## Task description
You are asked to filter the data below and copy every line holding "OffsetTime".

※

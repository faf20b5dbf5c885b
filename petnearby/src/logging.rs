//! Tracing subscriber setup for hosts and the CLI.
//!
//! Log lines go to stderr with local RFC 3339 timestamps. An optional log
//! file receives the same events without ANSI colors through a
//! non-blocking writer.

use std::path::Path;

use thiserror::Error;
use time::format_description::well_known::Rfc3339;
use time::UtcOffset;
use tracing_appender::non_blocking::WorkerGuard;
use tracing_subscriber::fmt::time::OffsetTime;
use tracing_subscriber::layer::SubscriberExt;
use tracing_subscriber::util::SubscriberInitExt;
use tracing_subscriber::EnvFilter;

/// Filter used when `RUST_LOG` is unset.
pub const DEFAULT_FILTER: &str = "petnearby=info";

/// Filter used in verbose mode when `RUST_LOG` is unset.
pub const VERBOSE_FILTER: &str = "petnearby=debug";

/// Errors raised while installing the subscriber.
#[derive(Debug, Error)]
pub enum LoggingError {
    #[error("Invalid log file path: {0}")]
    InvalidPath(String),

    #[error("Failed to install log subscriber: {0}")]
    Init(String),
}

/// Installs the global subscriber.
///
/// The returned guard flushes the log file on drop and must be held for
/// the life of the program. It is `None` when no file was requested.
pub fn init(verbose: bool, log_file: Option<&Path>) -> Result<Option<WorkerGuard>, LoggingError> {
    let default = if verbose { VERBOSE_FILTER } else { DEFAULT_FILTER };
    let filter = EnvFilter::try_from_default_env().unwrap_or_else(|_| EnvFilter::new(default));

    let stderr_layer = tracing_subscriber::fmt::layer()
        .with_writer(std::io::stderr)
        .with_timer(timer())
        .with_target(verbose);

    let (file_layer, guard) = match log_file {
        Some(path) => {
            let file_name = path
                .file_name()
                .ok_or_else(|| LoggingError::InvalidPath(path.display().to_string()))?;
            let dir = path
                .parent()
                .filter(|p| !p.as_os_str().is_empty())
                .unwrap_or_else(|| Path::new("."));
            let appender = tracing_appender::rolling::never(dir, file_name);
            let (writer, guard) = tracing_appender::non_blocking(appender);
            let layer = tracing_subscriber::fmt::layer()
                .with_writer(writer)
                .with_ansi(false)
                .with_timer(timer());
            (Some(layer), Some(guard))
        }
        None => (None, None),
    };

    tracing_subscriber::registry()
        .with(filter)
        .with(stderr_layer)
        .with(file_layer)
        .try_init()
        .map_err(|e| LoggingError::Init(e.to_string()))?;

    Ok(guard)
}

// The local offset cannot always be determined (e.g. multi-threaded on
// some platforms); UTC is used then.
fn timer() -> OffsetTime<Rfc3339> {
    OffsetTime::local_rfc_3339().unwrap_or_else(|_| OffsetTime::new(UtcOffset::UTC, Rfc3339))
}
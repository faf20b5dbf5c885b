//! Live location updates.
//!
//! The host platform delivers an unbounded stream of [`Coordinate`] events
//! once permission is granted. A [`LocationSubscription`] is the screen's
//! exclusive handle on that stream: it is acquired once per mount and the
//! provider-side registration is released when the handle is dropped.
//!
//! # Architecture
//!
//! ```text
//! Host GPS ──► LocationFeed::push ──► mpsc ──► LocationSubscription::next
//!                    │                                  │
//!                    └──── release token ◄──── Drop ────┘
//! ```
//!
//! Updates pushed after release are discarded by the feed, so a late GPS
//! callback can never reach a torn-down screen.

mod channel;

pub use channel::{ChannelLocationProvider, LocationFeed};

use std::time::Duration;

use thiserror::Error;
use tokio::sync::mpsc;
use tokio_util::sync::CancellationToken;

use crate::coord::Coordinate;

/// Default maximum wait for a single provider reading.
pub const DEFAULT_LOCATION_TIMEOUT: Duration = Duration::from_secs(5);

/// Default maximum age of a cached reading the provider may return.
pub const DEFAULT_MAX_CACHED_AGE: Duration = Duration::from_secs(10);

/// Errors raised when subscribing to location updates.
#[derive(Debug, Clone, PartialEq, Eq, Error)]
pub enum LocationError {
    /// The stream already has a subscriber for this mount.
    #[error("Location updates already have an active subscriber")]
    AlreadySubscribed,

    /// The provider could not start delivering updates.
    #[error("Location provider unavailable: {0}")]
    Unavailable(String),
}

/// Knobs forwarded to the platform location provider.
#[derive(Debug, Clone, PartialEq)]
pub struct LocationOptions {
    /// Request GPS-grade accuracy instead of network positioning.
    pub high_accuracy: bool,
    /// Maximum wait for a single reading.
    pub timeout: Duration,
    /// Maximum age of a cached reading.
    pub max_cached_age: Duration,
}

impl Default for LocationOptions {
    fn default() -> Self {
        Self {
            high_accuracy: true,
            timeout: DEFAULT_LOCATION_TIMEOUT,
            max_cached_age: DEFAULT_MAX_CACHED_AGE,
        }
    }
}

/// Platform location provider.
pub trait LocationProvider: Send + Sync {
    /// Start delivering updates to a new subscription.
    fn subscribe(&self, options: &LocationOptions) -> Result<LocationSubscription, LocationError>;
}

impl<T: LocationProvider + ?Sized> LocationProvider for std::sync::Arc<T> {
    fn subscribe(&self, options: &LocationOptions) -> Result<LocationSubscription, LocationError> {
        (**self).subscribe(options)
    }
}

/// Owned handle on the location update stream.
///
/// Dropping the handle (or calling [`unsubscribe`](Self::unsubscribe))
/// cancels the release token shared with the provider, which stops further
/// deliveries.
#[derive(Debug)]
pub struct LocationSubscription {
    updates: mpsc::UnboundedReceiver<Coordinate>,
    release: CancellationToken,
}

impl LocationSubscription {
    /// Builds a subscription from a receiver and the provider's release token.
    pub fn new(updates: mpsc::UnboundedReceiver<Coordinate>, release: CancellationToken) -> Self {
        Self { updates, release }
    }

    /// Waits for the next update.
    ///
    /// Returns `None` once the subscription is released or the provider has
    /// stopped the stream.
    pub async fn next(&mut self) -> Option<Coordinate> {
        if self.release.is_cancelled() {
            return None;
        }
        self.updates.recv().await
    }

    /// Returns true until the subscription has been released.
    pub fn is_active(&self) -> bool {
        !self.release.is_cancelled()
    }

    /// Releases the subscription explicitly.
    pub fn unsubscribe(self) {
        drop(self);
    }
}

impl Drop for LocationSubscription {
    fn drop(&mut self) {
        self.release.cancel();
        self.updates.close();
    }
}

※

## Solution
use tracing_subscriber::fmt::time::OffsetTime;
fn timer() -> OffsetTime<Rfc3339> {
    OffsetTime::local_rfc_3339().unwrap_or_else(|_| OffsetTime::new(UtcOffset::UTC, Rfc3339))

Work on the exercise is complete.